Such is the nature of the right-wing states allied against Venezuela in contemporary Latin America. Perhaps the most dangerous aspect of this right tide is the willingness of Brazil and Argentina to allow U.S. military installations in their border areas as well as conducting joint U.S. -led military exercises with contingents from Panama, Colombia and other countries.
Cuba, Bolivia, and Nicaragua are Venezuela’s few remaining regional allies, all of which have been subject to U.S. -backed regime-change schemes. Most recently, the Nicaraguan government undertook modest measures to increase workers’ and employers’ contributions but lower benefits. It led to violent demonstrations.
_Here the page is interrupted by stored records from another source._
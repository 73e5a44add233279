//! The immutable set of catalogs a resolver reads from.

use std::{
    collections::HashMap,
    fs,
    path::{Path, PathBuf},
    sync::Arc,
};

use tracing::{debug, warn};

use crate::{
    catalog::Catalog,
    error::Error,
    formats::CatalogFormat,
    loader::{load_catalog_file, load_reference_file},
    locale::Locale,
    options::LoadOptions,
};

/// One complete, never-mutated generation of catalogs.
///
/// A reload builds a whole new snapshot; readers holding the old one keep a
/// consistent view until they drop it.
#[derive(Debug, Clone)]
pub struct Snapshot {
    catalogs: HashMap<Locale, Arc<Catalog>>,
    default_locale: Locale,
}

impl Snapshot {
    /// Collects catalogs by locale. When two catalogs share a locale the later one wins.
    pub fn new<I, C>(catalogs: I, default_locale: Locale) -> Self
    where
        I: IntoIterator<Item = C>,
        C: Into<Arc<Catalog>>,
    {
        let mut map = HashMap::new();
        for catalog in catalogs {
            let catalog: Arc<Catalog> = catalog.into();
            let locale = catalog.locale().clone();
            if map.insert(locale.clone(), catalog).is_some() {
                warn!(%locale, "more than one catalog for locale, keeping the last one");
            }
        }
        if !map.contains_key(&default_locale) {
            warn!(%default_locale, "no catalog for the default locale");
        }
        Self {
            catalogs: map,
            default_locale,
        }
    }

    /// A snapshot without catalogs. Every resolution yields the message id.
    pub fn empty(default_locale: Locale) -> Self {
        Self {
            catalogs: HashMap::new(),
            default_locale,
        }
    }

    pub fn default_locale(&self) -> &Locale {
        &self.default_locale
    }

    /// The catalog registered under exactly this locale.
    pub fn catalog(&self, locale: &Locale) -> Option<&Arc<Catalog>> {
        self.catalogs.get(locale)
    }

    /// The catalog for `locale`, or for its bare language (`pl-PL` falls back to `pl`).
    pub fn find_catalog(&self, locale: &Locale) -> Option<&Arc<Catalog>> {
        self.catalogs.get(locale).or_else(|| {
            locale
                .language_only()
                .and_then(|language| self.catalogs.get(&language))
        })
    }

    /// The reference catalog whose sources back every fallback.
    pub fn default_catalog(&self) -> Option<&Arc<Catalog>> {
        self.find_catalog(&self.default_locale)
    }

    /// Whether a catalog would be found for `locale`.
    pub fn has_locale(&self, locale: &Locale) -> bool {
        self.find_catalog(locale).is_some()
    }

    /// Registered locales, sorted.
    pub fn locales(&self) -> Vec<&Locale> {
        let mut locales: Vec<&Locale> = self.catalogs.keys().collect();
        locales.sort();
        locales
    }

    /// Catalogs sorted by locale.
    pub fn catalogs(&self) -> Vec<&Arc<Catalog>> {
        let mut catalogs: Vec<&Arc<Catalog>> = self.catalogs.values().collect();
        catalogs.sort_by(|a, b| a.locale().cmp(b.locale()));
        catalogs
    }

    pub fn len(&self) -> usize {
        self.catalogs.len()
    }

    pub fn is_empty(&self) -> bool {
        self.catalogs.is_empty()
    }

    /// Loads every catalog named after `base_name` in `dir`.
    ///
    /// `<base>.ts` is the reference catalog; its locale is the language it
    /// declares, and a reference without one is recorded as a failure. `<base>-<locale>.ts` and `<base>_<locale>.ts` are translations.
    /// `.json` files are picked up the same way unless `options.format`
    /// restricts the extension. A file that fails to load is recorded in
    /// [`DirLoad::failures`] and the others still load. Only an unreadable
    /// directory is an error.
    pub fn load_dir<P: AsRef<Path>>(
        dir: P,
        base_name: &str,
        options: &LoadOptions,
    ) -> Result<DirLoad, Error> {
        let dir = dir.as_ref();
        let mut paths = Vec::new();
        for entry in fs::read_dir(dir)? {
            let path = entry?.path();
            if path.is_file() {
                paths.push(path);
            }
        }
        paths.sort();

        let mut result = DirLoad::default();
        for path in paths {
            let Some(kind) = classify(&path, base_name, options) else {
                continue;
            };
            let is_reference = matches!(kind, CatalogFile::Reference);
            let loaded = match kind {
                CatalogFile::Reference => load_reference_file(&path, options),
                CatalogFile::Translation(Ok(locale)) => {
                    load_catalog_file(&path, Some(&locale), options)
                }
                CatalogFile::Translation(Err(err)) => Err(err),
            };
            match loaded {
                Ok(catalog) => {
                    debug!(path = %path.display(), locale = %catalog.locale(), "discovered catalog");
                    if is_reference {
                        result.reference = Some(catalog.locale().clone());
                    }
                    result.catalogs.push(catalog);
                }
                Err(err) => {
                    warn!(path = %path.display(), error = %err, "failed to load catalog");
                    result.failures.push((path, err));
                }
            }
        }
        Ok(result)
    }
}

enum CatalogFile {
    Reference,
    Translation(Result<Locale, Error>),
}

fn classify(path: &Path, base_name: &str, options: &LoadOptions) -> Option<CatalogFile> {
    let extension = path.extension()?.to_str()?;
    let format = match options.format {
        Some(format) if format.extension().eq_ignore_ascii_case(extension) => format,
        Some(_) => return None,
        None => CatalogFormat::ALL
            .into_iter()
            .find(|format| format.extension().eq_ignore_ascii_case(extension))?,
    };
    let stem = path.file_stem()?.to_str()?;
    if stem == base_name {
        return Some(CatalogFile::Reference);
    }
    let tag = stem
        .strip_prefix(base_name)?
        .strip_prefix(['-', '_'])?;
    debug!(path = %path.display(), %format, tag, "catalog file");
    Some(CatalogFile::Translation(Locale::parse(tag)))
}

/// The outcome of [`Snapshot::load_dir`].
#[derive(Debug, Default)]
pub struct DirLoad {
    pub catalogs: Vec<Catalog>,
    pub failures: Vec<(PathBuf, Error)>,
    /// Locale of the reference catalog, if one was found and loaded.
    pub reference: Option<Locale>,
}

impl DirLoad {
    /// Whether every discovered file loaded.
    pub fn is_clean(&self) -> bool {
        self.failures.is_empty()
    }

    /// Builds a snapshot from the loaded catalogs. The default locale is
    /// `default_locale`, else the reference catalog's locale.
    pub fn into_snapshot(self, default_locale: Option<Locale>) -> Result<Snapshot, Error> {
        let default_locale = default_locale.or(self.reference).ok_or_else(|| {
            Error::InvalidLocale("no default locale given and no reference catalog found".into())
        })?;
        Ok(Snapshot::new(self.catalogs, default_locale))
    }
}
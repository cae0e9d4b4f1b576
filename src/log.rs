//! Logging macros
//!
//! Forward to `defmt` when the `defmt` feature is enabled. Without it the
//! macros compile to nothing but still borrow their arguments, so call
//! sites build warning-free in both configurations.

/// Trace message (context switches)
#[cfg(feature = "defmt")]
#[macro_export]
macro_rules! trace {
    ($($arg:tt)*) => { defmt::trace!($($arg)*) };
}

/// Debug message (registration, configuration)
#[cfg(feature = "defmt")]
#[macro_export]
macro_rules! debug {
    ($($arg:tt)*) => { defmt::debug!($($arg)*) };
}

/// Info message
#[cfg(feature = "defmt")]
#[macro_export]
macro_rules! info {
    ($($arg:tt)*) => { defmt::info!($($arg)*) };
}

/// Warning message (real-time violations)
#[cfg(feature = "defmt")]
#[macro_export]
macro_rules! warn {
    ($($arg:tt)*) => { defmt::warn!($($arg)*) };
}

/// Error message (caller protocol violations)
#[cfg(feature = "defmt")]
#[macro_export]
macro_rules! error {
    ($($arg:tt)*) => { defmt::error!($($arg)*) };
}

// Silent versions when logging is disabled
#[cfg(not(feature = "defmt"))]
#[macro_export]
macro_rules! trace {
    ($fmt:literal $(, $arg:expr)* $(,)?) => {{ $( let _ = &$arg; )* }};
}
#[cfg(not(feature = "defmt"))]
#[macro_export]
macro_rules! debug {
    ($fmt:literal $(, $arg:expr)* $(,)?) => {{ $( let _ = &$arg; )* }};
}
#[cfg(not(feature = "defmt"))]
#[macro_export]
macro_rules! info {
    ($fmt:literal $(, $arg:expr)* $(,)?) => {{ $( let _ = &$arg; )* }};
}
#[cfg(not(feature = "defmt"))]
#[macro_export]
macro_rules! warn {
    ($fmt:literal $(, $arg:expr)* $(,)?) => {{ $( let _ = &$arg; )* }};
}
#[cfg(not(feature = "defmt"))]
#[macro_export]
macro_rules! error {
    ($fmt:literal $(, $arg:expr)* $(,)?) => {{ $( let _ = &$arg; )* }};
}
Some sources hostile to the Ortega government labelled the protests as “made in the U.S. A.” In the face of such protests, the government rescinded the changes on April 23.
The Empire Strikes Back
In early April, the U.S. Southern Command conducted a series of military exercises, dubbed “Fused Response,” just 10 miles off the Venezuelan coast, simulating an invasion.
Later that month, Juan Cruz, Special Assistant to President Trump and Senior Director for Western Hemisphere Affairs, was asked whether the U.S. government supports a military coup in Venezuela. Speaking for the White House and dripping with imperial arrogance, he responded affirmatively:
“If you look at the history of Venezuela, there’s never been a seminal movement in Venezuela’s history, politics, that did not involve the military. And so it would be naïve for us to think that a solution in Venezuela wouldn’t in some fashion include a very strong nod – at a minimum – strong nod from the military, a whisper in the ear, a coaxing or a nudging, or something a lot stronger than that.”
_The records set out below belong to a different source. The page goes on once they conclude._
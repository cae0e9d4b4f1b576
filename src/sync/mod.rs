//! Synchronization primitives
//!
//! Semaphores and mutexes are not objects with their own wait lists: they
//! are reserved bits of the event vector. Waiting and releasing go through
//! `wait` and `send`; these modules only hold the state of units nobody is
//! waiting for.

#[cfg(feature = "sem")]
pub mod sem;

#[cfg(feature = "mutex")]
pub mod mutex;
//! Round-robin example: two equal-priority workers share the CPU, a
//! lower-priority task never runs while they are busy

#![no_std]
#![no_main]

use core::sync::atomic::{AtomicU32, Ordering};

use cortex_m_rt::entry;
use defmt::info;
use ucsched::event::EventVector;
use ucsched::task::{StackRegion, TaskDescriptor};
use ucsched::time::os_time_get;
use ucsched::types::OsStkElement;
use ucsched::os_task_register;

static SLICES: [AtomicU32; 2] = [AtomicU32::new(0), AtomicU32::new(0)];
static BACKGROUND: AtomicU32 = AtomicU32::new(0);

static mut WORKER_A_STK: [OsStkElement; 256] = [0; 256];
static mut WORKER_B_STK: [OsStkElement; 256] = [0; 256];
static mut BACKGROUND_STK: [OsStkElement; 256] = [0; 256];

fn spin(slot: usize, name: &str) {
    let mut last = os_time_get();
    loop {
        let now = os_time_get();
        // A jump of more than one tick means the other worker had the CPU.
        if now.wrapping_sub(last) > 1 {
            let n = SLICES[slot].fetch_add(1, Ordering::Relaxed) + 1;
            info!("[{}] slice #{} at tick {}", name, n, now);
        }
        last = now;
    }
}

fn worker_a(_: EventVector) {
    spin(0, "A");
}

fn worker_b(_: EventVector) {
    spin(1, "B");
}

fn background(_: EventVector) {
    loop {
        BACKGROUND.fetch_add(1, Ordering::Relaxed);
    }
}

#[entry]
fn main() -> ! {
    info!("Round-Robin Demo");

    ucsched::os_init().expect("OS init failed");

    let a_stk = StackRegion::new(unsafe { &mut *core::ptr::addr_of_mut!(WORKER_A_STK) });
    let b_stk = StackRegion::new(unsafe { &mut *core::ptr::addr_of_mut!(WORKER_B_STK) });
    let bg_stk = StackRegion::new(unsafe { &mut *core::ptr::addr_of_mut!(BACKGROUND_STK) });

    os_task_register(TaskDescriptor::new("A", worker_a, 10, a_stk).time_quanta(5)).unwrap();
    os_task_register(TaskDescriptor::new("B", worker_b, 10, b_stk).time_quanta(5)).unwrap();
    os_task_register(TaskDescriptor::new("Bg", background, 5, bg_stk)).unwrap();

    info!("Starting...");
    ucsched::os_start().expect("OS start failed");

    loop {
        cortex_m::asm::wfi();
    }
}
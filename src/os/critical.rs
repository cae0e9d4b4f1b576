//! Critical section handling
//!
//! Every scheduler trigger point (tick, send, wait, registration) runs inside
//! one of these sections. On a single core this is the only serialization
//! the scheduler needs: its state carries no locks of its own.

use portable_atomic::{AtomicBool, Ordering};

/// Global flag indicating whether a critical section is held
static IN_CRITICAL: AtomicBool = AtomicBool::new(false);

/// RAII guard for critical sections
///
/// Interrupts are masked while the guard lives and restored to their
/// previous state when it is dropped. Any context switch requested inside
/// the section (PendSV) is taken right after the drop.
pub struct CriticalSection {
    was_active: bool,
}

impl CriticalSection {
    /// Enter a critical section by disabling interrupts.
    #[inline(always)]
    pub fn enter() -> Self {
        #[cfg(target_arch = "arm")]
        let was_active = {
            let active = cortex_m::register::primask::read().is_active();
            cortex_m::interrupt::disable();
            active
        };
        #[cfg(not(target_arch = "arm"))]
        let was_active = true;

        let nested = IN_CRITICAL.swap(true, Ordering::Acquire);
        CriticalSection {
            was_active: was_active && !nested,
        }
    }

    /// Check if we're currently in a critical section
    #[inline(always)]
    pub fn is_active() -> bool {
        IN_CRITICAL.load(Ordering::Acquire)
    }
}

impl Drop for CriticalSection {
    #[inline(always)]
    fn drop(&mut self) {
        if self.was_active {
            IN_CRITICAL.store(false, Ordering::Release);

            #[cfg(target_arch = "arm")]
            unsafe { cortex_m::interrupt::enable() };
        }
    }
}

/// Execute a closure with interrupts disabled
///
/// The closure receives a reference to the critical section guard,
/// which can be used to access [`CsCell`](crate::os::cs_cell::CsCell)
/// protected data.
#[inline]
pub fn critical_section<F, R>(f: F) -> R
where
    F: FnOnce(&CriticalSection) -> R,
{
    let cs = CriticalSection::enter();
    f(&cs)
}

/// Check if currently executing in an ISR context
#[inline]
pub fn is_isr_context() -> bool {
    #[cfg(target_arch = "arm")]
    {
        let ipsr: u32;
        unsafe {
            core::arch::asm!(
                "mrs {}, IPSR",
                out(reg) ipsr,
                options(nomem, nostack, preserves_flags)
            );
        }
        ipsr != 0
    }

    #[cfg(not(target_arch = "arm"))]
    {
        false
    }
}

#[cfg(test)]
mod tests {
    use super::*;

    #[test]
    fn test_guard_sets_and_clears_flag() {
        let value = critical_section(|_cs| {
            assert!(CriticalSection::is_active());
            7
        });
        assert_eq!(value, 7);
        assert!(!CriticalSection::is_active());
    }
}
//! Compile-time configuration
//!
//! These constants fix the resource limits and the event bit layout of a
//! build. Everything is sized statically; the scheduler never allocates.

/// Number of priority classes (valid task priorities are `0..CFG_PRIO_MAX`,
/// higher is more urgent)
pub const CFG_PRIO_MAX: usize = 16;

/// Maximum number of application tasks
pub const CFG_TASK_MAX: usize = 16;

/// System tick rate in Hz
pub const CFG_TICK_RATE_HZ: u32 = 1000;

/// Core clock feeding SysTick
pub const CFG_CPU_CLOCK_HZ: u32 = 16_000_000;

/// Minimum task stack size in words
pub const CFG_STK_SIZE_MIN: usize = 64;

/// Stack size of the idle context in words
pub const CFG_IDLE_STK_SIZE: usize = 128;

/// Enable round-robin scheduling for same-priority tasks
pub const CFG_SCHED_ROUND_ROBIN_EN: bool = true;

/// Number of semaphore events, occupying event bits `0..CFG_SEM_MAX`
#[cfg(feature = "sem")]
pub const CFG_SEM_MAX: usize = 4;
#[cfg(not(feature = "sem"))]
pub const CFG_SEM_MAX: usize = 0;

/// Number of mutex events, following the semaphore bits
#[cfg(feature = "mutex")]
pub const CFG_MUTEX_MAX: usize = 4;
#[cfg(not(feature = "mutex"))]
pub const CFG_MUTEX_MAX: usize = 0;

/// Whether any synchronization object is compiled in
pub const CFG_SYNC_EN: bool = CFG_SEM_MAX + CFG_MUTEX_MAX > 0;

const _: () = assert!(CFG_SEM_MAX + CFG_MUTEX_MAX <= 30, "sync objects exceed the event vector");
const _: () = assert!(CFG_TASK_MAX < u8::MAX as usize, "task ids are stored as u8");
const _: () = assert!(CFG_PRIO_MAX <= 256, "priorities are stored as u8");
const _: () = assert!(CFG_IDLE_STK_SIZE >= CFG_STK_SIZE_MIN);
//! Cyclic task example: a 100-tick control loop with overrun reporting,
//! and a one-shot task restarted by a broadcast event

#![no_std]
#![no_main]

use cortex_m_rt::entry;
use defmt::{info, warn};
use ucsched::event::{EventId, EventVector, WaitSpec};
use ucsched::task::{os_overrun_count, StackRegion, StartCondition, TaskDescriptor};
use ucsched::time::{os_time_dly_cycle, os_time_dly_hmsm, os_time_get};
use ucsched::types::{OsStkElement, TaskId};
use ucsched::{os_send, os_task_register};

const PERIOD: u32 = 100;
const REPORT: EventId = EventId::at(0);

static mut CONTROL_STK: [OsStkElement; 256] = [0; 256];
static mut REPORT_STK: [OsStkElement; 256] = [0; 256];

static mut CONTROL_ID: Option<TaskId> = None;

fn control_task(first: EventVector) {
    info!("[Ctl] first activation {} at tick {}", first, os_time_get());

    let mut cycles = 0u32;
    loop {
        cycles += 1;
        // Every tenth cycle takes longer than the period.
        if cycles % 10 == 0 {
            let _ = os_time_dly_hmsm(0, 0, 0, 150);
            let _ = os_send(REPORT.into());
        }
        let _ = os_time_dly_cycle(PERIOD);
    }
}

/// Runs once per report event; returning restarts it
fn report_task(_: EventVector) {
    if let Some(id) = unsafe { CONTROL_ID } {
        match os_overrun_count(id, true) {
            Ok(0) => info!("[Rep] no overruns"),
            Ok(n) => warn!("[Rep] {} overruns", n),
            Err(e) => warn!("[Rep] {}", e),
        }
    }
}

#[entry]
fn main() -> ! {
    info!("Cyclic Demo");

    ucsched::os_init().expect("OS init failed");

    let control_stk = StackRegion::new(unsafe { &mut *core::ptr::addr_of_mut!(CONTROL_STK) });
    let report_stk = StackRegion::new(unsafe { &mut *core::ptr::addr_of_mut!(REPORT_STK) });

    let control = TaskDescriptor::new("Ctl", control_task, 8, control_stk)
        .start(StartCondition::Wait(WaitSpec::cycle(PERIOD)));
    let report = TaskDescriptor::new("Rep", report_task, 3, report_stk)
        .start(StartCondition::Wait(WaitSpec::any(REPORT.into())));

    let id = os_task_register(control).unwrap();
    unsafe { CONTROL_ID = Some(id) };
    os_task_register(report).unwrap();

    info!("Starting...");
    ucsched::os_start().expect("OS start failed");

    loop {
        cortex_m::asm::wfi();
    }
}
Across the Atlantic on May 3, the European Parliament demanded Venezuela suspend presidential elections. Four days later, U.S. Vice President Pence called on the OAS to expel Venezuela. Adding injury to insult, the U.S. announced yet another round of sanctions. Then the next day, U.S. ambassador to the UN Nikki Haley joined the chorus calling on President Maduro to cancel the presidential election and resign.

Far more blatant and frightening is the Plan to Overthrow the Venezuelan Dictatorship – Masterstroke, dated February 23, 2018.Masterstroke was leaked on the website Voltairenet.org and picked up by Stella Calloni in the reliable and respected Resumen Latinoamericano. Although Masterstroke is unverified, the contents as reported by Calloni are entirely consistent with U.S. policy and pronouncements:
“The document signed by the head of the U.S. Southern Command demands making the Maduro government unsustainable by forcing him to give up, negotiate or escape. This Plan to end in very short terms the so-called ‘dictatorship’ of Venezuela calls for, ‘Increase internal instability to critical levels, intensifying the decapitalization of the country, the escape of foreign capital and the deterioration of the national currency, through the application of new inflationary measures that increase this deterioration.’”
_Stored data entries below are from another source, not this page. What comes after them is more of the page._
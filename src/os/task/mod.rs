//! Task registry
//!
//! Tasks are registered once, before the scheduler starts, and keep their
//! identity for the lifetime of the system. A task whose body returns is
//! not destroyed: its context is reset and it waits for its start
//! condition again.

mod tcb;

pub use tcb::{Link, Tcb};

use crate::config::{CFG_PRIO_MAX, CFG_STK_SIZE_MIN, CFG_TASK_MAX};
use crate::critical::{critical_section, is_isr_context};
use crate::error::{OsError, OsResult};
use crate::event::{EventVector, Timer, WaitSpec};
use crate::kernel::{self, SCHED};
use crate::port::Port;
use crate::sched::Scheduler;
use crate::types::{OsOverrunCtr, OsPrio, OsStkElement, OsTick, TaskId};
use crate::{debug, error};

/// Task entry point
///
/// The argument is the event vector that made the task run for the first
/// time (its start events, or empty for tasks that start ready). Returning
/// from the entry point restarts the task.
pub type TaskFn = fn(EventVector);

/// Stack memory handed to a task
#[derive(Debug, Clone, Copy, PartialEq, Eq)]
pub struct StackRegion {
    base: *mut OsStkElement,
    len: usize,
}

impl StackRegion {
    pub const EMPTY: StackRegion = StackRegion {
        base: core::ptr::null_mut(),
        len: 0,
    };

    /// Dedicate a static buffer to one task
    pub fn new(stack: &'static mut [OsStkElement]) -> Self {
        StackRegion {
            base: stack.as_mut_ptr(),
            len: stack.len(),
        }
    }

    /// Describe a stack by its raw parts
    ///
    /// # Safety
    /// `base..base + len` must be valid, exclusively owned memory for the
    /// lifetime of the task.
    pub const unsafe fn from_raw(base: *mut OsStkElement, len: usize) -> Self {
        StackRegion { base, len }
    }

    #[inline]
    pub fn base(&self) -> *mut OsStkElement {
        self.base
    }

    /// Size in words
    #[inline]
    pub fn len(&self) -> usize {
        self.len
    }

    #[inline]
    pub fn is_empty(&self) -> bool {
        self.len == 0
    }
}

/// How a task enters the scheduler at registration (and after a restart)
#[derive(Debug, Clone, Copy, PartialEq, Eq)]
pub enum StartCondition {
    /// Ready immediately
    Ready,
    /// Suspended until the condition is met. For a cyclic task the timeout
    /// of an absolute timer is the offset of its first activation.
    Wait(WaitSpec),
}

/// Everything needed to register a task
pub struct TaskDescriptor {
    /// Task name for diagnostics
    pub name: &'static str,
    /// Entry point
    pub entry: Option<TaskFn>,
    /// Priority class (higher is more urgent)
    pub prio: OsPrio,
    /// Stack memory
    pub stack: StackRegion,
    /// Round-robin budget in ticks, 0 disables time slicing for this task
    pub time_quanta: OsTick,
    /// Initial state
    pub start: StartCondition,
}

impl TaskDescriptor {
    /// Descriptor for a task that starts ready without time slicing
    pub fn new(name: &'static str, entry: TaskFn, prio: OsPrio, stack: StackRegion) -> Self {
        TaskDescriptor {
            name,
            entry: Some(entry),
            prio,
            stack,
            time_quanta: 0,
            start: StartCondition::Ready,
        }
    }

    pub fn time_quanta(mut self, ticks: OsTick) -> Self {
        self.time_quanta = ticks;
        self
    }

    pub fn start(mut self, start: StartCondition) -> Self {
        self.start = start;
        self
    }

    fn validate(&self) -> OsResult<TaskFn> {
        let entry = self.entry.ok_or(OsError::TaskEntryNull)?;

        if self.prio as usize >= CFG_PRIO_MAX {
            return Err(OsError::PrioInvalid);
        }

        if self.stack.len() < CFG_STK_SIZE_MIN {
            return Err(OsError::StkSizeInvalid);
        }

        if let StartCondition::Wait(spec) = self.start {
            spec.validate()?;
            match spec.timer() {
                None if spec.timeout != 0 => return Err(OsError::TimeoutWithoutTimer),
                Some(Timer::Absolute) if spec.timeout == 0 => {
                    return Err(OsError::TimeoutInvalid)
                }
                _ => {}
            }
        }

        Ok(entry)
    }
}

impl<P: Port> Scheduler<P> {
    /// Register a task
    ///
    /// Ids are handed out in registration order.
    ///
    /// # Returns
    /// * `Ok(TaskId)` - Task registered
    /// * `Err(OsError::OsRunning)` - Scheduler already started
    /// * `Err(OsError::TaskNoMoreTcb)` - Task table full
    /// * `Err(OsError::TaskEntryNull)` - No entry point
    /// * `Err(OsError::PrioInvalid)` - Priority out of range
    /// * `Err(OsError::StkSizeInvalid)` - Stack too small
    /// * `Err(OsError::TimeoutWithoutTimer)` - First-activation offset on a
    ///   task that requests no timer
    /// * `Err(OsError::TimeoutInvalid)` - Cyclic task with a zero offset
    pub fn register(&mut self, desc: TaskDescriptor) -> OsResult<TaskId> {
        if self.running {
            return Err(OsError::OsRunning);
        }

        if self.task_count >= CFG_TASK_MAX {
            return Err(OsError::TaskNoMoreTcb);
        }

        let entry = desc.validate().inspect_err(|e| {
            error!("task {} rejected: {}", desc.name, e);
        })?;

        let id = TaskId::from_index(self.task_count);
        self.task_count += 1;

        let tcb = &mut self.tcbs[id.index()];
        *tcb = Tcb::EMPTY;
        tcb.name = desc.name;
        tcb.entry = Some(entry);
        tcb.prio = desc.prio;
        tcb.stack = desc.stack;
        tcb.start = desc.start;
        tcb.time_quanta = desc.time_quanta;
        tcb.reset_dynamic();

        self.port.init_context(id, entry, desc.stack);
        self.enter_start_condition(id);

        debug!("task {} registered as {} at prio {}", desc.name, id, desc.prio);
        Ok(id)
    }

    /// Restart the active task from its entry point
    ///
    /// Dynamic state is cleared, the port recreates the context and the
    /// task waits for its start condition again. The cyclic time base and
    /// the overrun counter survive.
    pub fn terminate(&mut self) -> OsResult<()> {
        if !self.running {
            return Err(OsError::OsNotRunning);
        }

        let id = self.active;
        if id.is_idle() {
            return Err(OsError::TaskExitIdle);
        }

        self.rdy_list_remove(id);

        let tcb = &mut self.tcbs[id.index()];
        tcb.reset_dynamic();
        let (entry, stack) = (tcb.entry, tcb.stack);
        if let Some(entry) = entry {
            self.port.init_context(id, entry, stack);
        }
        self.enter_start_condition(id);

        debug!("task {} restarted", id);
        self.dispatch(true);
        Ok(())
    }

    fn enter_start_condition(&mut self, id: TaskId) {
        match self.tcbs[id.index()].start {
            StartCondition::Ready => self.make_ready(id),
            StartCondition::Wait(spec) => self.suspend(id, spec),
        }
    }

    /// Cyclic activations of a task that were already late
    ///
    /// # Arguments
    /// * `id` - Task to query
    /// * `reset` - Clear the counter after reading it
    pub fn overrun_count(&mut self, id: TaskId, reset: bool) -> OsResult<OsOverrunCtr> {
        self.check_task(id)?;
        let tcb = &mut self.tcbs[id.index()];
        let count = tcb.overruns;
        if reset {
            tcb.overruns = 0;
        }
        Ok(count)
    }

    /// Name given at registration
    pub fn task_name(&self, id: TaskId) -> OsResult<&'static str> {
        if id.is_idle() {
            return Ok("Idle");
        }
        self.check_task(id)?;
        Ok(self.tcbs[id.index()].name)
    }

    /// Priority class of a task
    pub fn task_prio(&self, id: TaskId) -> OsResult<OsPrio> {
        self.check_task(id)?;
        Ok(self.tcbs[id.index()].prio)
    }
}

/// Register a task with the kernel instance
///
/// # Example
/// ```ignore
/// static mut WORKER_STK: [OsStkElement; 256] = [0; 256];
///
/// fn worker(_: EventVector) {
///     loop { /* ... */ }
/// }
///
/// // In main, after os_init():
/// let stack = StackRegion::new(unsafe { &mut *core::ptr::addr_of_mut!(WORKER_STK) });
/// os_task_register(TaskDescriptor::new("Worker", worker, 5, stack))
///     .expect("task registration failed");
/// ```
pub fn os_task_register(desc: TaskDescriptor) -> OsResult<TaskId> {
    if !kernel::KERNEL.is_initialized() {
        return Err(OsError::OsNotInit);
    }

    if is_isr_context() {
        return Err(OsError::TaskCreateIsr);
    }

    critical_section(|cs| SCHED.get(cs).register(desc))
}

/// Restart the calling task
///
/// Reached through the port's return trampoline when a task body returns.
/// On a real target the switch is taken when the critical section ends and
/// this function never returns to its caller's frame.
pub fn os_task_exit() -> OsResult<()> {
    critical_section(|cs| SCHED.get(cs).terminate())
}

/// Read (and optionally clear) a task's overrun counter
pub fn os_overrun_count(id: TaskId, reset: bool) -> OsResult<OsOverrunCtr> {
    critical_section(|cs| SCHED.get(cs).overrun_count(id, reset))
}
That is, blame the Venezuelan government for the conditions imposed upon it by its enemies.
Masterstroke calls for, “Continuing to harden the condition within the (Venezuelan) Armed Forces to carry out a coup d’état, before the end of 2018, if this crisis does not cause the dictatorship to collapse or if the dictator (Maduro) does not decide to step aside.”
Failing an internal coup, Masterstroke plans an international military invasion: “Uniting Brazil, Argentina, Colombia and Panama to contribute a good number of troops, make use of their geographic proximity…”
A New Hope
With the urging of the Pope and under the auspices of the government of the Dominican Republic, the Maduro government and elements of the opposition agreed to sit down to negotiate last January in the hopes of ending the cycle of violence and the deterioration of living conditions in Venezuela.
By early February they had come to a tentative agreement to hold elections. The Maduro government initially opposed a UN election observation team as a violation of national sovereignty, but then accepted it as a concession to the opposition. The opposition in turn would work to end the unilateral sanctions by the U.S. , Canada, and the EU, which are so severely crippling the daily life of ordinary Venezuelans. Two years of adroit diplomacy by the Maduro government with the less extreme elements of the opposition were bearing fruit.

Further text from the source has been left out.